The business hours, allowing for intervals of invalid regimen of oysters and partridges, during which Clennam refreshed himself with a walk, were from ten to six for about a fortnight. Sometimes Little Dorrit was employed at her needle, sometimes not, sometimes appeared as a humble visitor: which must have been her character on the occasion of his arrival. His original curiosity augmented every day, as he watched for her, saw or did not see her, and speculated about her. Influenced by his predominant idea, he even fell into a habit of discussing with himself the possibility of her being in some way associated with it. At last he resolved to watch Little Dorrit and know more of her story.

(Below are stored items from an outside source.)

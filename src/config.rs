//! Configuration loaded from environment variables.

use crate::api::{DEFAULT_API_PATH, DEFAULT_HOSTNAME};
use crate::error::ConfigError;
use crate::helpers::{default_data_directory, parse_cookies};
use crate::polling::PollOptions;
use std::path::PathBuf;
use std::str::FromStr;
use chrono::Duration;

pub const COOKIES_VAR: &str = "STRREV_COOKIES";
pub const HOSTNAME_VAR: &str = "STRREV_HOSTNAME";
pub const API_PATH_VAR: &str = "STRREV_API_PATH";
pub const POLL_INTERVAL_VAR: &str = "STRREV_POLL_INTERVAL_SECS";
pub const POLL_IMMEDIATELY_VAR: &str = "STRREV_POLL_IMMEDIATELY";
pub const DATA_DIRECTORY_VAR: &str = "STRREV_DATA_DIRECTORY";

/// Settings for the notifier.
#[derive(Debug, Clone)]
pub struct Config {
    /// Session cookies in `name=value` form.
    pub cookies: Vec<String>,
    /// The site root.
    pub hostname: String,
    /// The path of the API relative to the hostname.
    pub api_path: String,
    /// Polling options.
    pub poll_options: PollOptions,
    /// The directory to cache icons in.
    pub data_directory: PathBuf,
}

impl Config {
    /// Loads the configuration from the process environment.
    pub fn from_env() -> Result<Self, ConfigError> {
        Self::from_lookup(|key| std::env::var(key).ok())
    }

    /// Loads the configuration using `lookup` to read variables.
    pub fn from_lookup<F>(lookup: F) -> Result<Self, ConfigError>
    where
        F: Fn(&str) -> Option<String>,
    {
        let lookup = |key: &str| lookup(key).filter(|value| !value.trim().is_empty());
        let cookies = lookup(COOKIES_VAR)
            .ok_or(ConfigError::Missing(COOKIES_VAR))?;
        let cookies = parse_cookies(&cookies)?;
        let mut poll_options = PollOptions::default();

        if let Some(seconds) = parse_var::<i64>(&lookup, POLL_INTERVAL_VAR)? {
            if seconds <= 0 {
                return Err(ConfigError::Invalid(POLL_INTERVAL_VAR, seconds.to_string()));
            }

            poll_options.poll_interval = Duration::try_seconds(seconds)
                .ok_or_else(|| ConfigError::Invalid(POLL_INTERVAL_VAR, seconds.to_string()))?;
        }

        if let Some(poll_immediately) = parse_var::<bool>(&lookup, POLL_IMMEDIATELY_VAR)? {
            poll_options.poll_immediately = poll_immediately;
        }

        Ok(Self {
            cookies,
            hostname: lookup(HOSTNAME_VAR).unwrap_or_else(|| DEFAULT_HOSTNAME.into()),
            api_path: lookup(API_PATH_VAR).unwrap_or_else(|| DEFAULT_API_PATH.into()),
            poll_options,
            data_directory: lookup(DATA_DIRECTORY_VAR)
                .map(PathBuf::from)
                .unwrap_or_else(default_data_directory),
        })
    }

    /// The directory notification icons are cached in.
    pub fn icon_directory(&self) -> PathBuf {
        self.data_directory.join("icons")
    }
}

fn parse_var<T>(
    lookup: &impl Fn(&str) -> Option<String>,
    key: &'static str,
) -> Result<Option<T>, ConfigError>
where
    T: FromStr,
{
    lookup(key)
        .map(|value| {
            value.trim()
                .parse::<T>()
                .map_err(|_| ConfigError::Invalid(key, value))
        })
        .transpose()
}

The Father of the Marshalsea
Thirty years ago there stood, a few doors short of the church of Saint George, in the borough of Southwark, on the left-hand side of the way going southward, the Marshalsea Prison. It had stood there many years before, and it remained there some years afterwards; but it is gone now, and the world is none the worse without it.

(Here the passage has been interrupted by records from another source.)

//! In-memory lookups and notifier for testing polls.

use crate::api::TradeSource;
use crate::error::Error;
use crate::notifier::{Notification, Notifier, Permission};
use crate::response::{Asset, Offer, Trade, User};
use crate::types::{TradeId, UserId};
use std::sync::Mutex;
use std::sync::atomic::{AtomicUsize, Ordering};
use async_trait::async_trait;

fn offer(prices: &[f64]) -> Offer {
    Offer {
        user_assets: prices
            .iter()
            .map(|price| Asset { recent_average_price: *price })
            .collect(),
    }
}

/// The trade from Bob: 100 + 50 RAP for 200 RAP.
pub fn bob_trade() -> Trade {
    Trade {
        id: String::from("T1"),
        offers: vec![offer(&[100.0, 50.0]), offer(&[200.0])],
        user: User {
            display_name: String::from("Bob"),
            id: String::from("U1"),
        },
    }
}

fn failed() -> Error {
    Error::Response("mocked failure".into())
}

/// Responds to lookups with fixed values. `Err(())` makes the lookup fail.
pub struct MockSource {
    pub count: Result<i64, ()>,
    pub tradeid: Result<Option<TradeId>, ()>,
    pub trade: Result<Trade, ()>,
    pub avatar: Result<String, ()>,
    count_calls: AtomicUsize,
    tradeid_calls: AtomicUsize,
    trade_calls: AtomicUsize,
    avatar_calls: Mutex<Vec<UserId>>,
}

impl MockSource {
    /// A source with a pending trade from Bob whose avatar resolves.
    pub fn bob() -> Self {
        Self {
            count: Ok(2),
            tradeid: Ok(Some(String::from("T1"))),
            trade: Ok(bob_trade()),
            avatar: Ok(String::from("https://www.strrev.com/img/u1.png")),
            count_calls: AtomicUsize::new(0),
            tradeid_calls: AtomicUsize::new(0),
            trade_calls: AtomicUsize::new(0),
            avatar_calls: Mutex::new(Vec::new()),
        }
    }

    pub fn with_count(count: Result<i64, ()>) -> Self {
        Self {
            count,
            ..Self::bob()
        }
    }

    /// Number of calls to the count, ID, detail and avatar lookups.
    pub fn calls(&self) -> (usize, usize, usize, usize) {
        (
            self.count_calls.load(Ordering::SeqCst),
            self.tradeid_calls.load(Ordering::SeqCst),
            self.trade_calls.load(Ordering::SeqCst),
            self.avatar_user_ids().len(),
        )
    }

    pub fn avatar_user_ids(&self) -> Vec<UserId> {
        self.avatar_calls.lock().unwrap().clone()
    }
}

#[async_trait]
impl TradeSource for MockSource {
    async fn get_inbound_count(&self) -> Result<i64, Error> {
        self.count_calls.fetch_add(1, Ordering::SeqCst);
        self.count.map_err(|_| failed())
    }

    async fn get_latest_inbound_trade_id(&self) -> Result<Option<TradeId>, Error> {
        self.tradeid_calls.fetch_add(1, Ordering::SeqCst);
        self.tradeid.clone().map_err(|_| failed())
    }

    async fn get_trade(&self, tradeid: &TradeId) -> Result<Trade, Error> {
        self.trade_calls.fetch_add(1, Ordering::SeqCst);
        self.trade
            .clone()
            .map(|mut trade| {
                trade.id = tradeid.clone();
                trade
            })
            .map_err(|_| failed())
    }

    async fn get_avatar_url(&self, user_id: &UserId) -> Result<String, Error> {
        self.avatar_calls.lock().unwrap().push(user_id.clone());
        self.avatar.clone().map_err(|_| failed())
    }
}

/// Records notifications instead of showing them.
pub struct MockNotifier {
    permission: Mutex<Permission>,
    shown: Mutex<Vec<Notification>>,
    permission_requests: AtomicUsize,
    fails: bool,
}

impl MockNotifier {
    /// A notifier with `permission`. Requesting permission grants it.
    pub fn new(permission: Permission) -> Self {
        Self {
            permission: Mutex::new(permission),
            shown: Mutex::new(Vec::new()),
            permission_requests: AtomicUsize::new(0),
            fails: false,
        }
    }

    pub fn granted() -> Self {
        Self::new(Permission::Granted)
    }

    /// A notifier that fails to show notifications.
    pub fn failing() -> Self {
        Self {
            fails: true,
            ..Self::granted()
        }
    }

    pub fn shown(&self) -> Vec<Notification> {
        self.shown.lock().unwrap().clone()
    }

    pub fn permission_requests(&self) -> usize {
        self.permission_requests.load(Ordering::SeqCst)
    }
}

#[async_trait]
impl Notifier for MockNotifier {
    fn permission(&self) -> Permission {
        *self.permission.lock().unwrap()
    }

    async fn request_permission(&self) -> Permission {
        self.permission_requests.fetch_add(1, Ordering::SeqCst);

        let mut permission = self.permission.lock().unwrap();

        if *permission == Permission::Default {
            *permission = Permission::Granted;
        }

        *permission
    }

    async fn notify(&self, notification: &Notification) -> Result<(), Error> {
        if self.fails {
            return Err(Error::Notification("mocked failure".into()));
        }

        self.shown.lock().unwrap().push(notification.clone());
        Ok(())
    }
}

It was an oblong pile of barrack building, partitioned into squalid houses standing back to back, so that there were no back rooms; environed by a narrow paved yard, hemmed in by high walls duly spiked at top. Itself a close and confined prison for debtors, it contained within it a much closer and more confined jail for smugglers. Offenders against the revenue laws, and defaulters to excise or customs who had incurred fines which they were unable to pay, were supposed to be incarcerated behind an iron-plated door closing up a second prison, consisting of a strong cell or two, and a blind alley some yard and a half wide, which formed the mysterious termination of the very limited skittle-ground in which the Marshalsea debtors bowled down their troubles.
Supposed to be incarcerated there, because the time had rather outgrown the strong cells and the blind alley. In practice they had come to be considered a little too bad, though in theory they were quite as good as ever; which may be observed to be the case at the present day with other cells that are not at all strong, and with other blind alleys that are stone-blind. Hence the smugglers habitually consorted with the debtors (who received them with open arms), except at certain constitutional moments when somebody came from some Office, to go through some form of overlooking something which neither he nor anybody else knew anything about. On these truly British occasions, the smugglers, if any, made a feint of walking into the strong cells and the blind alley, while this somebody pretended to do his something: and made a reality of walking out again as soon as he hadn't done it--neatly epitomising the administration of most of the public affairs in our right little, tight little, island.
There had been taken to the Marshalsea Prison, long before the day when the sun shone on Marseilles and on the opening of this narrative, a debtor with whom this narrative has some concern.
He was, at that time, a very amiable and very helpless middle-aged gentleman, who was going out again directly. Necessarily, he was going out again directly, because the Marshalsea lock never turned upon a debtor who was not.